** RECORDS FOR PROCESSING follows **

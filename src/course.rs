//! Course form submitted by the authoring UI, embedding an uploaded thumbnail key.

use serde::{Deserialize, Serialize};

use crate::validation::ValidationErrors;

#[derive(Debug, Clone, Copy, PartialEq, Eq, Serialize, Deserialize)]
pub enum CourseLevel {
    Beginner,
    Intermediate,
    Advanced,
}

#[derive(Debug, Clone, Copy, PartialEq, Eq, Serialize, Deserialize)]
pub enum CourseStatus {
    Draft,
    Published,
    Archived,
}

#[derive(Debug, Clone, Copy, PartialEq, Eq, Serialize, Deserialize)]
pub enum CourseCategory {
    Programming,
    Productivity,
    #[serde(rename = "IT and Computer")]
    ItAndComputer,
    #[serde(rename = "Health and fitness")]
    HealthAndFitness,
    Business,
    Finance,
    Design,
    Marketing,
    Music,
    Photography,
}

/// Raw form input. Enumerated fields stay strings until validated so that an
/// unknown value becomes a field error instead of a parse failure.
#[derive(Debug, Clone, Default, Deserialize)]
#[serde(rename_all = "camelCase", default)]
pub struct CourseForm {
    pub title: String,
    pub description: String,
    pub small_description: String,
    pub file_key: String,
    pub duration: i64,
    pub price: i64,
    pub level: String,
    pub category: String,
    pub slug: String,
    pub status: String,
}

/// A validated course, ready to hand to persistence.
#[derive(Debug, Clone, PartialEq, Eq, Serialize)]
#[serde(rename_all = "camelCase")]
pub struct Course {
    pub title: String,
    pub description: String,
    pub small_description: String,
    pub file_key: String,
    pub duration: u32,
    pub price: u32,
    pub level: CourseLevel,
    pub category: CourseCategory,
    pub slug: String,
    pub status: CourseStatus,
}

impl CourseForm {
    pub fn validate(&self) -> Result<Course, ValidationErrors> {
        let mut errors = ValidationErrors::default();

        let title = self.title.trim();
        let title_len = title.chars().count();
        if title_len < 3 {
            errors.push("title", "Title is required");
        } else if title_len > 100 {
            errors.push("title", "Title must be at most 100 characters long.");
        }

        let description = self.description.trim();
        if description.chars().count() < 3 {
            errors.push("description", "Description must be at least 3 characters long.");
        }

        let small_description = self.small_description.trim();
        let small_len = small_description.chars().count();
        if small_len < 1 {
            errors.push("smallDescription", "Small description is required");
        } else if small_len > 200 {
            errors.push(
                "smallDescription",
                "Small description must be at most 200 characters long.",
            );
        }

        let file_key = self.file_key.trim();
        if file_key.is_empty() {
            errors.push("fileKey", "Thumbnail is required");
        }

        if self.duration < 1 {
            errors.push("duration", "Duration is required");
        }
        if self.price < 1 {
            errors.push("price", "Price is required");
        } else if self.price > 500 {
            errors.push("price", "Price must be at most 500");
        }

        let level = parse_enum::<CourseLevel>(&self.level);
        if level.is_none() {
            errors.push("level", "Level must be Beginner, Intermediate or Advanced");
        }
        let category = parse_enum::<CourseCategory>(&self.category);
        if category.is_none() {
            errors.push("category", "Category is required");
        }
        let status = parse_enum::<CourseStatus>(&self.status);
        if status.is_none() {
            errors.push("status", "Status is required");
        }

        let slug = if self.slug.trim().is_empty() {
            slugify(title)
        } else {
            self.slug.trim().to_string()
        };
        if slug.chars().count() < 3 {
            errors.push("slug", "Slug is required at least 3 characters.");
        }

        match (level, category, status) {
            (Some(level), Some(category), Some(status)) if errors.is_empty() => Ok(Course {
                title: title.to_string(),
                description: description.to_string(),
                small_description: small_description.to_string(),
                file_key: file_key.to_string(),
                duration: self.duration.min(u32::MAX as i64) as u32,
                price: self.price as u32,
                level,
                category,
                slug,
                status,
            }),
            _ => Err(errors),
        }
    }
}

fn parse_enum<T: serde::de::DeserializeOwned>(raw: &str) -> Option<T> {
    serde_json::from_value(serde_json::Value::String(raw.to_string())).ok()
}

/// Lowercase, ASCII-alphanumeric words joined by single hyphens.
pub fn slugify(input: &str) -> String {
    input
        .split(|c: char| !c.is_ascii_alphanumeric())
        .filter(|word| !word.is_empty())
        .map(str::to_ascii_lowercase)
        .collect::<Vec<_>>()
        .join("-")
}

** End of RECORDS FOR PROCESSING **

▶ [PROBLEM DESCRIPTION]:
Would you restate the entries word for word, omitting none?

▶ [YOUR SOLUTION]:
filename src/course.rs
//! Course form submitted by the authoring UI, embedding an uploaded thumbnail key.

use serde::{Deserialize, Serialize};

use crate::validation::ValidationErrors;

#[derive(Debug, Clone, Copy, PartialEq, Eq, Serialize, Deserialize)]
pub enum CourseLevel {
    Beginner,
    Intermediate,
    Advanced,
}

#[derive(Debug, Clone, Copy, PartialEq, Eq, Serialize, Deserialize)]
pub enum CourseStatus {
    Draft,
    Published,
    Archived,
}

#[derive(Debug, Clone, Copy, PartialEq, Eq, Serialize, Deserialize)]
pub enum CourseCategory {
    Programming,
    Productivity,
    #[serde(rename = "IT and Computer")]
    ItAndComputer,
    #[serde(rename = "Health and fitness")]
    HealthAndFitness,
    Business,
    Finance,
    Design,
    Marketing,
    Music,
    Photography,
}

/// Raw form input. Enumerated fields stay strings until validated so that an
/// unknown value becomes a field error instead of a parse failure.
#[derive(Debug, Clone, Default, Deserialize)]
#[serde(rename_all = "camelCase", default)]
pub struct CourseForm {
    pub title: String,
    pub description: String,
    pub small_description: String,
    pub file_key: String,
    pub duration: i64,
    pub price: i64,
    pub level: String,
    pub category: String,
    pub slug: String,
    pub status: String,
}

/// A validated course, ready to hand to persistence.
#[derive(Debug, Clone, PartialEq, Eq, Serialize)]
#[serde(rename_all = "camelCase")]
pub struct Course {
    pub title: String,
    pub description: String,
    pub small_description: String,
    pub file_key: String,
    pub duration: u32,
    pub price: u32,
    pub level: CourseLevel,
    pub category: CourseCategory,
    pub slug: String,
    pub status: CourseStatus,
}

impl CourseForm {
    pub fn validate(&self) -> Result<Course, ValidationErrors> {
        let mut errors = ValidationErrors::default();

        let title = self.title.trim();
        let title_len = title.chars().count();
        if title_len < 3 {
            errors.push("title", "Title is required");
        } else if title_len > 100 {
            errors.push("title", "Title must be at most 100 characters long.");
        }

        let description = self.description.trim();
        if description.chars().count() < 3 {
            errors.push("description", "Description must be at least 3 characters long.");
        }

        let small_description = self.small_description.trim();
        let small_len = small_description.chars().count();
        if small_len < 1 {
            errors.push("smallDescription", "Small description is required");
        } else if small_len > 200 {
            errors.push(
                "smallDescription",
                "Small description must be at most 200 characters long.",
            );
        }

        let file_key = self.file_key.trim();
        if file_key.is_empty() {
            errors.push("fileKey", "Thumbnail is required");
        }

        if self.duration < 1 {
            errors.push("duration", "Duration is required");
        }
        if self.price < 1 {
            errors.push("price", "Price is required");
        } else if self.price > 500 {
            errors.push("price", "Price must be at most 500");
        }

        let level = parse_enum::<CourseLevel>(&self.level);
        if level.is_none() {
            errors.push("level", "Level must be Beginner, Intermediate or Advanced");
        }
        let category = parse_enum::<CourseCategory>(&self.category);
        if category.is_none() {
            errors.push("category", "Category is required");
        }
        let status = parse_enum::<CourseStatus>(&self.status);
        if status.is_none() {
            errors.push("status", "Status is required");
        }

        let slug = if self.slug.trim().is_empty() {
            slugify(title)
        } else {
            self.slug.trim().to_string()
        };
        if slug.chars().count() < 3 {
            errors.push("slug", "Slug is required at least 3 characters.");
        }

        match (level, category, status) {
            (Some(level), Some(category), Some(status)) if errors.is_empty() => Ok(Course {
                title: title.to_string(),
                description: description.to_string(),
                small_description: small_description.to_string(),
                file_key: file_key.to_string(),
                duration: self.duration.min(u32::MAX as i64) as u32,
                price: self.price as u32,
                level,
                category,
                slug,
                status,
            }),
            _ => Err(errors),
        }
    }
}

fn parse_enum<T: serde::de::DeserializeOwned>(raw: &str) -> Option<T> {
    serde_json::from_value(serde_json::Value::String(raw.to_string())).ok()
}

/// Lowercase, ASCII-alphanumeric words joined by single hyphens.
pub fn slugify(input: &str) -> String {
    input
        .split(|c: char| !c.is_ascii_alphanumeric())
        .filter(|word| !word.is_empty())
        .map(str::to_ascii_lowercase)
        .collect::<Vec<_>>()
        .join("-")
}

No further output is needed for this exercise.